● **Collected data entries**
• • • •

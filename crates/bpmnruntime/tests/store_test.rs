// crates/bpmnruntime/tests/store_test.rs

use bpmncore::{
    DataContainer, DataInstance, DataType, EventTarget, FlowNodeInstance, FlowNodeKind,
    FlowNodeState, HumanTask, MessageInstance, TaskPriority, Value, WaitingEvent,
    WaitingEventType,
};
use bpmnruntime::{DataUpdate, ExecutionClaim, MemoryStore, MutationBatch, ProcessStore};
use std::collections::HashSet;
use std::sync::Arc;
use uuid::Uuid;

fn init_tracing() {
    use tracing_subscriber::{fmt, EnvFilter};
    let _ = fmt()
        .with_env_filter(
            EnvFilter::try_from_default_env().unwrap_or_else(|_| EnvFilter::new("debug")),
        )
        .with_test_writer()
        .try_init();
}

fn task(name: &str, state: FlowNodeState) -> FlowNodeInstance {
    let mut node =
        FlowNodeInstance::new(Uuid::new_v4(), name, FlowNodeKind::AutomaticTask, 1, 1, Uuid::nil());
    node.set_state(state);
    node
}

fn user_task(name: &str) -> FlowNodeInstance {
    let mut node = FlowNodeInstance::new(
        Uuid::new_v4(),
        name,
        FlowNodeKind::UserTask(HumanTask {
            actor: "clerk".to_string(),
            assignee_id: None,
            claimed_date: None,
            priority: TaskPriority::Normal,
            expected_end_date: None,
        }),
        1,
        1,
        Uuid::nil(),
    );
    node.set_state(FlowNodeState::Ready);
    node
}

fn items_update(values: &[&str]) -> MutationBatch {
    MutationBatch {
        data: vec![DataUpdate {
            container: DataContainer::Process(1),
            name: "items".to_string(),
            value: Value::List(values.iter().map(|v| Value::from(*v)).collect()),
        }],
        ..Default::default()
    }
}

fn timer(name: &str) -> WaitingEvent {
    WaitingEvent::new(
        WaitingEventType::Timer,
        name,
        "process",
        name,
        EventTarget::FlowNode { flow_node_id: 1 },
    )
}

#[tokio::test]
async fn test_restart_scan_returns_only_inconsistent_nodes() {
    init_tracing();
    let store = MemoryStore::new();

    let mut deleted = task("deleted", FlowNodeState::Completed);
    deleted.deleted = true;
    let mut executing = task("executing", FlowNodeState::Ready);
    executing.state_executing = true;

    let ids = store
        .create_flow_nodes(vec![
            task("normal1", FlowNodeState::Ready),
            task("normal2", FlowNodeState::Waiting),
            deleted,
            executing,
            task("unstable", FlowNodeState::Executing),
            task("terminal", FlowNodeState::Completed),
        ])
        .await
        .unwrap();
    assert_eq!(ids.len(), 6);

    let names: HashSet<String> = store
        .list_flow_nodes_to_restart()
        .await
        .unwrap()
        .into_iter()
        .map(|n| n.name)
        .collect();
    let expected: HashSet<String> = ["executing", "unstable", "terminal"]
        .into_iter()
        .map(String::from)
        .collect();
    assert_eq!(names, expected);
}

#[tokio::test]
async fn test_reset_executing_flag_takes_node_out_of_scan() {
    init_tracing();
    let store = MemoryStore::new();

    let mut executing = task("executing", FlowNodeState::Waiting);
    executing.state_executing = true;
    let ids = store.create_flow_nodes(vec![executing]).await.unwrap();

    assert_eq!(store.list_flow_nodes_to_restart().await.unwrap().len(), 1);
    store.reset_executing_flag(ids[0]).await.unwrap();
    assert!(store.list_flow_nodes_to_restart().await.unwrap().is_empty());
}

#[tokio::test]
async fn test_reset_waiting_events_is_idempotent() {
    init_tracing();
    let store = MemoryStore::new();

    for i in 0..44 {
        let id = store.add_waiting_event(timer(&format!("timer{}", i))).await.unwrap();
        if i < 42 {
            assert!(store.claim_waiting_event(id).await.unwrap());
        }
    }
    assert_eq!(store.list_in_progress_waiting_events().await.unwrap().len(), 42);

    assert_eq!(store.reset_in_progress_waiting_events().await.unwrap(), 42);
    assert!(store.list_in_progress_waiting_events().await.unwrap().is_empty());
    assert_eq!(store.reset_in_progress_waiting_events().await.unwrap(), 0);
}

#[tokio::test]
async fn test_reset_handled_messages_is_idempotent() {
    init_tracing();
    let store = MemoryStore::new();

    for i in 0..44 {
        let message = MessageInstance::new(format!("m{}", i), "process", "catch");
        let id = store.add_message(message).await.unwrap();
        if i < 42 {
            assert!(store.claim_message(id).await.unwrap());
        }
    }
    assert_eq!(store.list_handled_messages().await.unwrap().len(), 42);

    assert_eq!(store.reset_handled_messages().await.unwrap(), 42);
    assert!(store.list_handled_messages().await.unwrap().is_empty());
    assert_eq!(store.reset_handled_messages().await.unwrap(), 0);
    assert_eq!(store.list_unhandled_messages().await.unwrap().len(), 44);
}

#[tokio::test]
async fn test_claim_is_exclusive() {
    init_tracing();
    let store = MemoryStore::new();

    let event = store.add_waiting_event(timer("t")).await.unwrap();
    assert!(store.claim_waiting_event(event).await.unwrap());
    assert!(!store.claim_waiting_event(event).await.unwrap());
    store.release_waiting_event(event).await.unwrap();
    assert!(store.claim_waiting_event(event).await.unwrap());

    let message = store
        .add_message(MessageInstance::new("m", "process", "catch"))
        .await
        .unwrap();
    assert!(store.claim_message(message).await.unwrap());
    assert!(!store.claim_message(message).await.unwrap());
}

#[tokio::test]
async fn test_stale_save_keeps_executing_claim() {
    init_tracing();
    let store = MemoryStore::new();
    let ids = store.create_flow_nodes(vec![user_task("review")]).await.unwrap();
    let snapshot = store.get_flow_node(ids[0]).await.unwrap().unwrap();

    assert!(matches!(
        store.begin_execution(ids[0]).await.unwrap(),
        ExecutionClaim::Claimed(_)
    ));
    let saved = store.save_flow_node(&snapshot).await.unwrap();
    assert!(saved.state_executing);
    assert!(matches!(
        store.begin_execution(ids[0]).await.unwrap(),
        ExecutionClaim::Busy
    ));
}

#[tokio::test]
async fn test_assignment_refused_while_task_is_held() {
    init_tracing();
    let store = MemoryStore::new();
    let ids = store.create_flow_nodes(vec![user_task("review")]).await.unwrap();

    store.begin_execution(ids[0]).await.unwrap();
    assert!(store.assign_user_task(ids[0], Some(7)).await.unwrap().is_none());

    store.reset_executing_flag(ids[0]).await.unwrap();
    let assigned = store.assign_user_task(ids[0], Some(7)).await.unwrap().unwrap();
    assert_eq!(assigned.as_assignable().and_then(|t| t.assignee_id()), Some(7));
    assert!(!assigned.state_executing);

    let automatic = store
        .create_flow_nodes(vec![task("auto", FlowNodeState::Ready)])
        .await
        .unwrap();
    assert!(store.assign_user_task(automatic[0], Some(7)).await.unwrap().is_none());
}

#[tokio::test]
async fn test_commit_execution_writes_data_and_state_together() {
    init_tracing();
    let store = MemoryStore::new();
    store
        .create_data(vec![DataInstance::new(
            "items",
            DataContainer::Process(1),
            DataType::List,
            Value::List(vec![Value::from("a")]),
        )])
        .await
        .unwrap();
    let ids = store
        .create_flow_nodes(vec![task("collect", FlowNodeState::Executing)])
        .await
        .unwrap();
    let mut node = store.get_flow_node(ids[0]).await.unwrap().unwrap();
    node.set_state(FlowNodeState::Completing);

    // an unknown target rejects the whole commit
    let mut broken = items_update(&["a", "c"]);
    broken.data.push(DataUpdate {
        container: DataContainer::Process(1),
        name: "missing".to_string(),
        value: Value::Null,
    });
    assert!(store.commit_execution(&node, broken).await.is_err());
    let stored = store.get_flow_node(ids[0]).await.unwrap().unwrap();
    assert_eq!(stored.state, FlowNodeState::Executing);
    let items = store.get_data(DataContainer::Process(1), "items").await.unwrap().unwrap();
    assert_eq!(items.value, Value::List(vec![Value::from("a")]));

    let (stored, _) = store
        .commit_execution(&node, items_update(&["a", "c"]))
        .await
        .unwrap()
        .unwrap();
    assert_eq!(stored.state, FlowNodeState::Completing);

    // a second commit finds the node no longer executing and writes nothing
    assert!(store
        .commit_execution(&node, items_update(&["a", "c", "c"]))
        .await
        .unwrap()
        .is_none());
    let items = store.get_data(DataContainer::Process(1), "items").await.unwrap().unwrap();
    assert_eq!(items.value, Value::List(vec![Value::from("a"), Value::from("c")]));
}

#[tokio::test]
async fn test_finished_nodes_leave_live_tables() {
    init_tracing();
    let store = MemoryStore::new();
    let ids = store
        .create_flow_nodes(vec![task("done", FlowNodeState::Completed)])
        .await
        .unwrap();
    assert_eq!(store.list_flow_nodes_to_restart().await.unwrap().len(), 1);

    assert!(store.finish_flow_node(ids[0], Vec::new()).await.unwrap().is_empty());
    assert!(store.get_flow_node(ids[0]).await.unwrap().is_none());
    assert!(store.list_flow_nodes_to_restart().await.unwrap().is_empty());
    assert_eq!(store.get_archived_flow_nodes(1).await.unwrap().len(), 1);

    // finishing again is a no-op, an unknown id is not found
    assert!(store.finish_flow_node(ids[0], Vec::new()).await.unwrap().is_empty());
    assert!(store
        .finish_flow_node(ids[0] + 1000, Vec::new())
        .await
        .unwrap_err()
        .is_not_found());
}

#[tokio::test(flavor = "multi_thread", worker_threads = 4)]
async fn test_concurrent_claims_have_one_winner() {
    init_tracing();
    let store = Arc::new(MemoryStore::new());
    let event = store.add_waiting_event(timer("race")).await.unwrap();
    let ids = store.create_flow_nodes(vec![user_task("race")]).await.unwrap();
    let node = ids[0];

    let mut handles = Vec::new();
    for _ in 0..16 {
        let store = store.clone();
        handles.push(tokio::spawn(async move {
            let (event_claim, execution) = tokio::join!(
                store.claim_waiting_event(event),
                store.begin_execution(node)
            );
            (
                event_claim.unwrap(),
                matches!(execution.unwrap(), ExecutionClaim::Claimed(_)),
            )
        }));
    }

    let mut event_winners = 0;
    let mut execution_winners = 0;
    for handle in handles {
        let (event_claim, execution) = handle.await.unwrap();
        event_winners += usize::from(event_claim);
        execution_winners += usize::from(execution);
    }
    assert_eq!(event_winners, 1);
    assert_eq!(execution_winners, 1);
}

• • • •

A single number is the whole answer: how many lines of the records contain the word "MutationBatch".

3